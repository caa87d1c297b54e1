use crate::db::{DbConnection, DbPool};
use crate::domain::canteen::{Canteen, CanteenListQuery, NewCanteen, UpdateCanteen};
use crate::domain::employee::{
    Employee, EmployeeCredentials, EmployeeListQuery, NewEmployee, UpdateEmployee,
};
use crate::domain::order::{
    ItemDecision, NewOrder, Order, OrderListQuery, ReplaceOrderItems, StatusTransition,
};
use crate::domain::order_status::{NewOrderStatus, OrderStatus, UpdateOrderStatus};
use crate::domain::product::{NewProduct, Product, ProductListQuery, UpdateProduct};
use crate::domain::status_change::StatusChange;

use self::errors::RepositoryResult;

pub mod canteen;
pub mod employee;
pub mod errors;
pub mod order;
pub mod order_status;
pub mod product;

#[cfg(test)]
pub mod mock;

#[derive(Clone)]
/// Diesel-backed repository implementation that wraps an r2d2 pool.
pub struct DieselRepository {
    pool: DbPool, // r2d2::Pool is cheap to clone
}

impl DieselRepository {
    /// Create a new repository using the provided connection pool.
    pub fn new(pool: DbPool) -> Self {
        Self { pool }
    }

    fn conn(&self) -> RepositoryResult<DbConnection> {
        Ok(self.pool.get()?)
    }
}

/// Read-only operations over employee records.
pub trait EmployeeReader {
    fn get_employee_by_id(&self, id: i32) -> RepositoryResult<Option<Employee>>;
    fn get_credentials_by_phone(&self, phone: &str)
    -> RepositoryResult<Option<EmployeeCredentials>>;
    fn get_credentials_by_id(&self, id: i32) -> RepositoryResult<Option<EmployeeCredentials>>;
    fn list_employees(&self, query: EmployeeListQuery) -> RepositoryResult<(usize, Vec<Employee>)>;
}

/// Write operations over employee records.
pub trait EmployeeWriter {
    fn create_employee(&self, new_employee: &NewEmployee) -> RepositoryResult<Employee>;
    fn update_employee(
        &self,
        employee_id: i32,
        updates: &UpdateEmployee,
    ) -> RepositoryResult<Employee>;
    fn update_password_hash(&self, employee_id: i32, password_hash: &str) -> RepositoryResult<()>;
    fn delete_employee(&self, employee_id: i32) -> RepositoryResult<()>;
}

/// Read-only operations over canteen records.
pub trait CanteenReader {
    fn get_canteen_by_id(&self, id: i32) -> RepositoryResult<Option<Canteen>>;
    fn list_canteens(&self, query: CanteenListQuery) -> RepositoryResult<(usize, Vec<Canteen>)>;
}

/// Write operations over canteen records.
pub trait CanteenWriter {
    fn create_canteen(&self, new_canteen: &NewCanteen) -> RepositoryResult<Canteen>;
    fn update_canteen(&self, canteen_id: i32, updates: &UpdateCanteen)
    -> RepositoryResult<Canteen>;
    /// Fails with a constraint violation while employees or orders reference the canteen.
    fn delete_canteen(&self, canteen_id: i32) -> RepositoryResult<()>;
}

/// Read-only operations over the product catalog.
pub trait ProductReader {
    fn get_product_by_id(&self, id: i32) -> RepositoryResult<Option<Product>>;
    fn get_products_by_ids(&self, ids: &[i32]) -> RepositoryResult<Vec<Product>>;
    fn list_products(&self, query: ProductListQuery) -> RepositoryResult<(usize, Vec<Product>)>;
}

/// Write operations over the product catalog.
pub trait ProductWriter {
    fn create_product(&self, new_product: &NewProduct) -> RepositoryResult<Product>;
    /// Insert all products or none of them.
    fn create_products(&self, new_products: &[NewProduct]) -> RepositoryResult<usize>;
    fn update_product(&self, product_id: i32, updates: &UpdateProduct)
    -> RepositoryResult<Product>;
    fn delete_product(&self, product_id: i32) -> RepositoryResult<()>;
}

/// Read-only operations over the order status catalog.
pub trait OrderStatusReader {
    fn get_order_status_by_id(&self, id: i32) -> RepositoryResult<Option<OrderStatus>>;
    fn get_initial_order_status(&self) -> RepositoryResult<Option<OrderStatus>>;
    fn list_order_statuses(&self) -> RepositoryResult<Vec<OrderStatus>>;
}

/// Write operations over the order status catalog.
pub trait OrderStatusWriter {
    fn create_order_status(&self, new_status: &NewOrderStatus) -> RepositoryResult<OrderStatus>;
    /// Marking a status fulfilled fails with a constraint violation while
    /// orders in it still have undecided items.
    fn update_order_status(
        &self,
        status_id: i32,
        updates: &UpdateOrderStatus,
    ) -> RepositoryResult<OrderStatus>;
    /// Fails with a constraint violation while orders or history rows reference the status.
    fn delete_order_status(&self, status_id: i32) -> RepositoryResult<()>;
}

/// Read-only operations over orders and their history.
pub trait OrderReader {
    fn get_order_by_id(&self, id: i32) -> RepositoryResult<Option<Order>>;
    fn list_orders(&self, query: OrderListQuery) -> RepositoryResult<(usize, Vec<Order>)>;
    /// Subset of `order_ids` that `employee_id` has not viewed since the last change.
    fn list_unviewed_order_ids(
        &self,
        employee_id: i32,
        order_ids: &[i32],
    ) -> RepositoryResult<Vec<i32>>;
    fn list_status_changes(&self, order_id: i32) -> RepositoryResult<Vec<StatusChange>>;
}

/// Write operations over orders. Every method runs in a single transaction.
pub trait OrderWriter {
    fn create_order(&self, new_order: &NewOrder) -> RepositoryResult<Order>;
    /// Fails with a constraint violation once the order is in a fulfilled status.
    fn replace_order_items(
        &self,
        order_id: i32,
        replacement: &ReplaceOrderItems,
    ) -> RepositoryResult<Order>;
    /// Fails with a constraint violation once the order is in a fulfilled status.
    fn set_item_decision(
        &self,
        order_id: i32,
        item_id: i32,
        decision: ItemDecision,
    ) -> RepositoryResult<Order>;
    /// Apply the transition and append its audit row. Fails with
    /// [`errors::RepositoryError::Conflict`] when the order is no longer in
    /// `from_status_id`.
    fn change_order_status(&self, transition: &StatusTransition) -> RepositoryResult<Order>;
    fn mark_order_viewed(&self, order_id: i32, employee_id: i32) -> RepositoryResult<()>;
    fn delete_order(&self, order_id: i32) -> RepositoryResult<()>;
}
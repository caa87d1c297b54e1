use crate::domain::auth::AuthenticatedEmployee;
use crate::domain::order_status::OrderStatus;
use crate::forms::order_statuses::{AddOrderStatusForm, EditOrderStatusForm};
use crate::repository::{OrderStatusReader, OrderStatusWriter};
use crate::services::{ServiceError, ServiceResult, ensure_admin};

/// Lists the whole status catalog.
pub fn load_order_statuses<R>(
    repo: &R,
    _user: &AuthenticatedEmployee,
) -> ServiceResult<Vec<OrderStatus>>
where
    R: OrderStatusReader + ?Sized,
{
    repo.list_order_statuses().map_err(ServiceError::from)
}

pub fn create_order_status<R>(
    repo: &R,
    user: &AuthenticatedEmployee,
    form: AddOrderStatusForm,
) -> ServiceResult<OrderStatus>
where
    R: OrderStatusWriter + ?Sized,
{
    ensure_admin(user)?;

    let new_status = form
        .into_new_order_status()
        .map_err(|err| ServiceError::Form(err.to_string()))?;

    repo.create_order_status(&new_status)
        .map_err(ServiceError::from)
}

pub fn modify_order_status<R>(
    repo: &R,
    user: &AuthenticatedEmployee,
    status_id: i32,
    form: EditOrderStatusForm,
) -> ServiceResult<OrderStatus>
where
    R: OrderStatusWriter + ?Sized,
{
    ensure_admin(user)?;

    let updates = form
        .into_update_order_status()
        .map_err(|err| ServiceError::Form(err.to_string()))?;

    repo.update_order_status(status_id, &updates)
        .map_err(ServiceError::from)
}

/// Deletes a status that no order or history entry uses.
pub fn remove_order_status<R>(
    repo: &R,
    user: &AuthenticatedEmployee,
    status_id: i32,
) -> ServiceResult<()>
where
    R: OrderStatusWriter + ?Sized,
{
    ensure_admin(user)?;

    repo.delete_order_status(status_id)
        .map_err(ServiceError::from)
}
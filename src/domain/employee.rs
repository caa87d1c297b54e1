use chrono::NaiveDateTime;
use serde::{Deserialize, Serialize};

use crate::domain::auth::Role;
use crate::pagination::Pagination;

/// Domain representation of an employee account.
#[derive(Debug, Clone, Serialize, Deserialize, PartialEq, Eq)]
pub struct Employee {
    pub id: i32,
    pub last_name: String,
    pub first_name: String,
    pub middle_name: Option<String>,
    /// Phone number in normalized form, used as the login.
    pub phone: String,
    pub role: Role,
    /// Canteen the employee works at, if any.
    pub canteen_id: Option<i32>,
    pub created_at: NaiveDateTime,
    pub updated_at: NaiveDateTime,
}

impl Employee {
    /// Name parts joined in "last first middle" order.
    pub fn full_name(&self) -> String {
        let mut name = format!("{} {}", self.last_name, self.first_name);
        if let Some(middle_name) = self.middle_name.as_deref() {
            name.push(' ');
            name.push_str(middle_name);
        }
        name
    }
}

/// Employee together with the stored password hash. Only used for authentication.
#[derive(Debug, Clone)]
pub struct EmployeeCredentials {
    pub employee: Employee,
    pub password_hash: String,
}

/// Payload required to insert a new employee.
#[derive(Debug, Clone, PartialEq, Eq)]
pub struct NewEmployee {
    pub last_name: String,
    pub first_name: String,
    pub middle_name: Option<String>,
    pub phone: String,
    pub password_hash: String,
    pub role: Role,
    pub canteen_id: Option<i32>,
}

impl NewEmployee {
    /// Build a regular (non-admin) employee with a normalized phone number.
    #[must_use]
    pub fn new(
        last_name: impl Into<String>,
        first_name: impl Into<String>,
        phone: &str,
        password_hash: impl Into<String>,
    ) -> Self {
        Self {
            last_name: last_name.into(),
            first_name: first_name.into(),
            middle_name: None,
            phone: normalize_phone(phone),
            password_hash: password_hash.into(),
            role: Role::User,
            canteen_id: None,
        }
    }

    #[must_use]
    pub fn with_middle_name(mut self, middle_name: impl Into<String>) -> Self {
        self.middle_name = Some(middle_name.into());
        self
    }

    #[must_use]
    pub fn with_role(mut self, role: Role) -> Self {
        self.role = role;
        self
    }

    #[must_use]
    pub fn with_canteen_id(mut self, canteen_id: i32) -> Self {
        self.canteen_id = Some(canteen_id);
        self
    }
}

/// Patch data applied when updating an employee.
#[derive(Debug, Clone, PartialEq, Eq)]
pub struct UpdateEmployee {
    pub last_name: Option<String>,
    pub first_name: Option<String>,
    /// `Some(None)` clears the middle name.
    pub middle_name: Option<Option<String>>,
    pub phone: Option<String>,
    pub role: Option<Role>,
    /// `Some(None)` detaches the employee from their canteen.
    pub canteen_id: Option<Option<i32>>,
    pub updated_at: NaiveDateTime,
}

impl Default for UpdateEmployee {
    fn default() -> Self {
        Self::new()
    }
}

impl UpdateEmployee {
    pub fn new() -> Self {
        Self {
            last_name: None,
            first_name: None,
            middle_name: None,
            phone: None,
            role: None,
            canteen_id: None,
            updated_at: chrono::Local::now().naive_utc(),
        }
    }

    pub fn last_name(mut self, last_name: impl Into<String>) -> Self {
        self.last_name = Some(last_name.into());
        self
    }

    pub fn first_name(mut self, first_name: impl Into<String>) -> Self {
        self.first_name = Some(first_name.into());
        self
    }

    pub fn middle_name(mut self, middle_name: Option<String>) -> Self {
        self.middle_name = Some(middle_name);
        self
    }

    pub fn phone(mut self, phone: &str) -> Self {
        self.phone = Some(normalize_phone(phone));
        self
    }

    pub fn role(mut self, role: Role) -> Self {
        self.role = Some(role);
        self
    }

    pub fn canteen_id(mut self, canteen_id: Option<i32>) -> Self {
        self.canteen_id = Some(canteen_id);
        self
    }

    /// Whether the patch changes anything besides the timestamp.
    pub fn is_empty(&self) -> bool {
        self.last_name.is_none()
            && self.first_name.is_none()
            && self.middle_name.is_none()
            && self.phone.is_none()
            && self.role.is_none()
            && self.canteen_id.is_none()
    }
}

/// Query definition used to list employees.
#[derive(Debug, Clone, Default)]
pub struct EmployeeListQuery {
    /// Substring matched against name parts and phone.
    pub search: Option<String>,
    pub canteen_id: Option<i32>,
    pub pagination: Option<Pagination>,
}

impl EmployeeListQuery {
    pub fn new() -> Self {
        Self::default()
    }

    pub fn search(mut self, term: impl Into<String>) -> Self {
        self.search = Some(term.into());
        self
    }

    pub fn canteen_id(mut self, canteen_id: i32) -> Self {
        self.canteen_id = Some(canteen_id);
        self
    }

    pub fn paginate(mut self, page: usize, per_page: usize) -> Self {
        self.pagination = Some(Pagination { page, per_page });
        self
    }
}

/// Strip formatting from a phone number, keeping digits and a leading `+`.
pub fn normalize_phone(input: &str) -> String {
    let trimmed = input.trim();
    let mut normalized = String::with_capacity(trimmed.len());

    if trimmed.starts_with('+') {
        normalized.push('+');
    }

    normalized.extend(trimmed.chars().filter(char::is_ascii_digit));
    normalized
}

+---+

WHAT IS EXPECTED: Look through the data above. Find each line with the string "parts" and copy it.

ANSWER TO THIS TASK:
    /// Name parts joined in "last first middle" order.
    /// Substring matched against name parts and phone.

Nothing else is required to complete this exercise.